[Source material]

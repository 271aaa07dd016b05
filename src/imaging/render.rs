//! Rasterize a composition onto a square canvas.
//!
//! The same [`Renderer::render`] call serves the interactive preview and the
//! 2000px export; only the canvas side differs. Every size-dependent
//! quantity (frame, corner radius, shadow sigma and offset) comes from
//! [`compute_layout`] or the shadow fractions, so both targets are
//! proportionally identical.
//!
//! ## Layer order
//!
//! ```text
//! 1. background recipe        (gradient or flat fill, every pixel)
//! 2. drop shadow              (blurred silhouette, black at `shadow.opacity`)
//! 3. source image             (aspect-fit, Lanczos3, rounded-rect clipped)
//! ```
//!
//! Without a source image, step 2–3 are replaced by a fixed-size
//! placeholder box centred on the canvas.
//!
//! The output is an [`RgbImage`]: opaque by construction.

use super::calculations::{
    calculate_fit_dimensions, centered_offset, effective_corner_radius, shadow_sigma,
};
use super::mask::{RoundedRect, plus_coverage};
use super::shadow::AlphaPlane;
use crate::composition::{CompositionState, CornerStyle, LayoutError, compute_layout};
use crate::config::{CompositionProfile, MAX_CANVAS_SIZE, ShadowConfig, StudioConfig};
use image::imageops::FilterType;
use image::{RgbImage, RgbaImage};
use rayon::prelude::*;
use sha2::{Digest, Sha256};

/// Placeholder box width in pixels, independent of the canvas.
pub const PLACEHOLDER_WIDTH: u32 = 96;
/// Placeholder box height in pixels, independent of the canvas.
pub const PLACEHOLDER_HEIGHT: u32 = 72;
const PLACEHOLDER_RADIUS: f64 = 12.0;
const PLACEHOLDER_FILL_ALPHA: f32 = 0.25;
const PLACEHOLDER_GLYPH_ALPHA: f32 = 0.7;
const PLACEHOLDER_GLYPH_SIZE: f64 = 28.0;
const PLACEHOLDER_GLYPH_STROKE: f64 = 5.0;

/// Pure renderer configured with a composition profile and shadow settings.
#[derive(Debug, Clone, Default)]
pub struct Renderer {
    profile: CompositionProfile,
    shadow: ShadowConfig,
}

impl Renderer {
    pub fn new(profile: CompositionProfile, shadow: ShadowConfig) -> Self {
        Self { profile, shadow }
    }

    pub fn from_config(config: &StudioConfig) -> Self {
        Self::new(config.composition.clone(), config.shadow.clone())
    }

    pub fn profile(&self) -> &CompositionProfile {
        &self.profile
    }

    /// Render `state` onto a `canvas_size × canvas_size` bitmap.
    pub fn render(
        &self,
        canvas_size: u32,
        state: &CompositionState,
    ) -> Result<RgbImage, LayoutError> {
        if !(1..=MAX_CANVAS_SIZE).contains(&canvas_size) {
            return Err(LayoutError::InvalidArgument(format!(
                "canvas size must be within 1-{MAX_CANVAS_SIZE}, got {canvas_size}"
            )));
        }

        let mut canvas = fill_background(canvas_size, state);

        match &state.source_image {
            Some(source) => {
                let layout = compute_layout(canvas_size as f64, state, &self.profile)?;
                let (w, h) = calculate_fit_dimensions(
                    (source.width(), source.height()),
                    (layout.frame_width, layout.frame_height),
                );
                let placed = source.resize_exact(w, h, FilterType::Lanczos3).to_rgba8();
                let radius = effective_corner_radius(layout.corner_radius_px, w, h);
                let clip = RoundedRect::new(w as f64, h as f64, radius, layout.corner_style);
                let x0 = centered_offset(canvas_size, w);
                let y0 = centered_offset(canvas_size, h);

                log::debug!(
                    "render {canvas_size}px: image {w}x{h} at ({x0}, {y0}), radius {radius:.2} ({})",
                    layout.corner_style.label()
                );

                self.draw_shadow(&mut canvas, &placed, &clip, x0, y0);
                draw_clipped(&mut canvas, &placed, &clip, x0, y0);
            }
            None => draw_placeholder(&mut canvas),
        }

        Ok(canvas)
    }

    fn draw_shadow(
        &self,
        canvas: &mut RgbImage,
        placed: &RgbaImage,
        clip: &RoundedRect,
        x0: i64,
        y0: i64,
    ) {
        let opacity = self.shadow.opacity as f32;
        if opacity <= 0.0 {
            return;
        }
        let side = canvas.width();
        let sigma = shadow_sigma(side, self.shadow.blur_fraction);
        let offset = (side as f64 * self.shadow.offset_fraction).round() as i64;
        let pad = (3.0 * sigma).ceil() as usize;

        let (w, h) = (placed.width() as usize, placed.height() as usize);
        let mut silhouette = AlphaPlane::new(w + 2 * pad, h + 2 * pad);
        for y in 0..h {
            for x in 0..w {
                let coverage = clip.coverage(x as f64 + 0.5, y as f64 + 0.5);
                let alpha = placed.get_pixel(x as u32, y as u32)[3] as f32 / 255.0;
                silhouette.set(x + pad, y + pad, coverage * alpha);
            }
        }
        let blurred = silhouette.blur(sigma);

        let origin_x = x0 - pad as i64;
        let origin_y = y0 - pad as i64 + offset;
        let row_len = side as usize * 3;
        canvas
            .par_chunks_mut(row_len)
            .enumerate()
            .for_each(|(cy, row)| {
                let by = cy as i64 - origin_y;
                if by < 0 || by >= blurred.height as i64 {
                    return;
                }
                for cx in 0..side as i64 {
                    let bx = cx - origin_x;
                    if bx < 0 || bx >= blurred.width as i64 {
                        continue;
                    }
                    let a = blurred.get(bx as usize, by as usize) * opacity;
                    if a <= 0.0 {
                        continue;
                    }
                    let i = cx as usize * 3;
                    for c in &mut row[i..i + 3] {
                        *c = blend(*c, 0, a);
                    }
                }
            });
    }
}

/// Fill the canvas with the background recipe, one row per rayon task.
fn fill_background(side: u32, state: &CompositionState) -> RgbImage {
    let mut canvas = RgbImage::new(side, side);
    let recipe = state.background.recipe;
    canvas
        .par_chunks_mut(side as usize * 3)
        .enumerate()
        .for_each(|(y, row)| {
            for (x, px) in row.chunks_exact_mut(3).enumerate() {
                px.copy_from_slice(&recipe.color_at(x as u32, y as u32, side).0);
            }
        });
    canvas
}

/// Composite `placed` at `(x0, y0)`, clipped by `clip` and its own alpha.
fn draw_clipped(canvas: &mut RgbImage, placed: &RgbaImage, clip: &RoundedRect, x0: i64, y0: i64) {
    let side = canvas.width() as i64;
    let row_len = side as usize * 3;
    let (w, h) = (placed.width() as i64, placed.height() as i64);
    canvas
        .par_chunks_mut(row_len)
        .enumerate()
        .for_each(|(cy, row)| {
            let py = cy as i64 - y0;
            if py < 0 || py >= h {
                return;
            }
            for px in 0..w {
                let cx = x0 + px;
                if cx < 0 || cx >= side {
                    continue;
                }
                let src = placed.get_pixel(px as u32, py as u32);
                let coverage = clip.coverage(px as f64 + 0.5, py as f64 + 0.5);
                let a = coverage * src[3] as f32 / 255.0;
                if a <= 0.0 {
                    continue;
                }
                let i = cx as usize * 3;
                for (c, s) in row[i..i + 3].iter_mut().zip(&src.0[..3]) {
                    *c = blend(*c, *s, a);
                }
            }
        });
}

/// Translucent rounded box with a plus glyph, fixed size, centred.
fn draw_placeholder(canvas: &mut RgbImage) {
    let side = canvas.width();
    let x0 = centered_offset(side, PLACEHOLDER_WIDTH);
    let y0 = centered_offset(side, PLACEHOLDER_HEIGHT);
    let box_shape = RoundedRect::new(
        PLACEHOLDER_WIDTH as f64,
        PLACEHOLDER_HEIGHT as f64,
        PLACEHOLDER_RADIUS,
        CornerStyle::Standard,
    );
    let (gx, gy) = (
        PLACEHOLDER_WIDTH as f64 / 2.0,
        PLACEHOLDER_HEIGHT as f64 / 2.0,
    );

    for py in 0..PLACEHOLDER_HEIGHT as i64 {
        for px in 0..PLACEHOLDER_WIDTH as i64 {
            let (cx, cy) = (x0 + px, y0 + py);
            if cx < 0 || cy < 0 || cx >= side as i64 || cy >= side as i64 {
                continue;
            }
            let (lx, ly) = (px as f64 + 0.5, py as f64 + 0.5);
            let fill = box_shape.coverage(lx, ly) * PLACEHOLDER_FILL_ALPHA;
            let glyph = plus_coverage(
                lx,
                ly,
                gx,
                gy,
                PLACEHOLDER_GLYPH_SIZE,
                PLACEHOLDER_GLYPH_STROKE,
            ) * PLACEHOLDER_GLYPH_ALPHA;
            let a = fill.max(glyph);
            if a <= 0.0 {
                continue;
            }
            let pixel = canvas.get_pixel_mut(cx as u32, cy as u32);
            for c in pixel.0.iter_mut() {
                *c = blend(*c, 255, a);
            }
        }
    }
}

#[inline]
fn blend(dst: u8, src: u8, alpha: f32) -> u8 {
    let a = alpha.clamp(0.0, 1.0);
    (dst as f32 * (1.0 - a) + src as f32 * a).round() as u8
}

/// SHA-256 over the bitmap dimensions and pixels, as a hex string.
///
/// Two renders of the same state at the same size have equal fingerprints.
pub fn fingerprint(bitmap: &RgbImage) -> String {
    let mut hasher = Sha256::new();
    hasher.update(bitmap.width().to_le_bytes());
    hasher.update(bitmap.height().to_le_bytes());
    hasher.update(bitmap.as_raw());
    format!("{:x}", hasher.finalize())
}
//! Anti-aliased coverage for rounded rectangles.
//!
//! Coverage is evaluated at pixel centres in the rectangle's local
//! coordinates (`0..width`, `0..height`). The straight edges of the
//! rectangle land on pixel boundaries, so only the four corner regions need
//! anti-aliasing.
//!
//! | Style | Corner curve |
//! |---|---|
//! | [`CornerStyle::Standard`] | circular arc of radius `r` |
//! | [`CornerStyle::Smooth`] | superellipse `|x|ⁿ + |y|ⁿ = rⁿ`, curvature-continuous at the joins |

use crate::composition::CornerStyle;

/// Superellipse exponent used for smooth corners.
const SMOOTH_EXPONENT: f64 = 5.0;

/// A rounded rectangle in local pixel coordinates.
#[derive(Debug, Clone, Copy, PartialEq)]
pub struct RoundedRect {
    pub width: f64,
    pub height: f64,
    pub radius: f64,
    pub style: CornerStyle,
}

impl RoundedRect {
    pub fn new(width: f64, height: f64, radius: f64, style: CornerStyle) -> Self {
        let cap = width.min(height) / 2.0;
        Self {
            width,
            height,
            radius: radius.clamp(0.0, cap.max(0.0)),
            style,
        }
    }

    /// Coverage of the pixel whose centre is `(x, y)`, in `0.0..=1.0`.
    pub fn coverage(&self, x: f64, y: f64) -> f32 {
        if x < 0.0 || y < 0.0 || x > self.width || y > self.height {
            return 0.0;
        }
        let r = self.radius;
        if r <= 0.0 {
            return 1.0;
        }

        let cx = if x < r {
            r
        } else if x > self.width - r {
            self.width - r
        } else {
            return 1.0;
        };
        let cy = if y < r {
            r
        } else if y > self.height - r {
            self.height - r
        } else {
            return 1.0;
        };

        let dx = (x - cx).abs();
        let dy = (y - cy).abs();
        let distance = match self.style {
            CornerStyle::Standard => dx.hypot(dy),
            CornerStyle::Smooth => {
                let n = SMOOTH_EXPONENT;
                r * ((dx / r).powf(n) + (dy / r).powf(n)).powf(1.0 / n)
            }
        };
        (r - distance + 0.5).clamp(0.0, 1.0) as f32
    }
}

/// Coverage of a plus glyph of arm length `size` and stroke `thickness`,
/// centred at `(cx, cy)`.
pub fn plus_coverage(x: f64, y: f64, cx: f64, cy: f64, size: f64, thickness: f64) -> f32 {
    let half = size / 2.0;
    let stroke = thickness / 2.0;
    let dx = (x - cx).abs();
    let dy = (y - cy).abs();
    let horizontal = dx <= half && dy <= stroke;
    let vertical = dy <= half && dx <= stroke;
    if horizontal || vertical { 1.0 } else { 0.0 }
}
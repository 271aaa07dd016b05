//! Shared test utilities for the shotframe test suite.
//!
//! Builders for synthetic source images and composition states, so tests
//! never depend on fixture files.

use crate::composition::CompositionState;
use crate::config::CompositionProfile;
use image::{DynamicImage, ImageFormat, Rgba, RgbaImage};
use std::io::Cursor;
use std::sync::Arc;

/// An opaque single-color source image.
pub fn solid_source(width: u32, height: u32, rgb: [u8; 3]) -> DynamicImage {
    DynamicImage::ImageRgba8(RgbaImage::from_pixel(
        width,
        height,
        Rgba([rgb[0], rgb[1], rgb[2], 255]),
    ))
}

/// A fully transparent source image.
pub fn transparent_source(width: u32, height: u32) -> DynamicImage {
    DynamicImage::ImageRgba8(RgbaImage::from_pixel(width, height, Rgba([0, 0, 0, 0])))
}

/// PNG-encoded bytes of a small gradient image, as a picker would return.
pub fn png_bytes(width: u32, height: u32) -> Vec<u8> {
    let img = RgbaImage::from_fn(width, height, |x, y| {
        Rgba([(x % 256) as u8, (y % 256) as u8, 128, 255])
    });
    let mut bytes = Vec::new();
    DynamicImage::ImageRgba8(img)
        .write_to(&mut Cursor::new(&mut bytes), ImageFormat::Png)
        .unwrap();
    bytes
}

/// Default state with no image.
pub fn empty_state() -> CompositionState {
    CompositionState::new(&CompositionProfile::default())
}

/// Default state holding `img`.
pub fn state_with_image(img: DynamicImage) -> CompositionState {
    CompositionState {
        source_image: Some(Arc::new(img)),
        ..empty_state()
    }
}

[Directions] Each line with "blend" in it must be identified and copied from the material.

[Your response]
                        *c = blend(*c, 0, a);
                    *c = blend(*c, *s, a);
                *c = blend(*c, 255, a);
fn blend(dst: u8, src: u8, alpha: f32) -> u8 {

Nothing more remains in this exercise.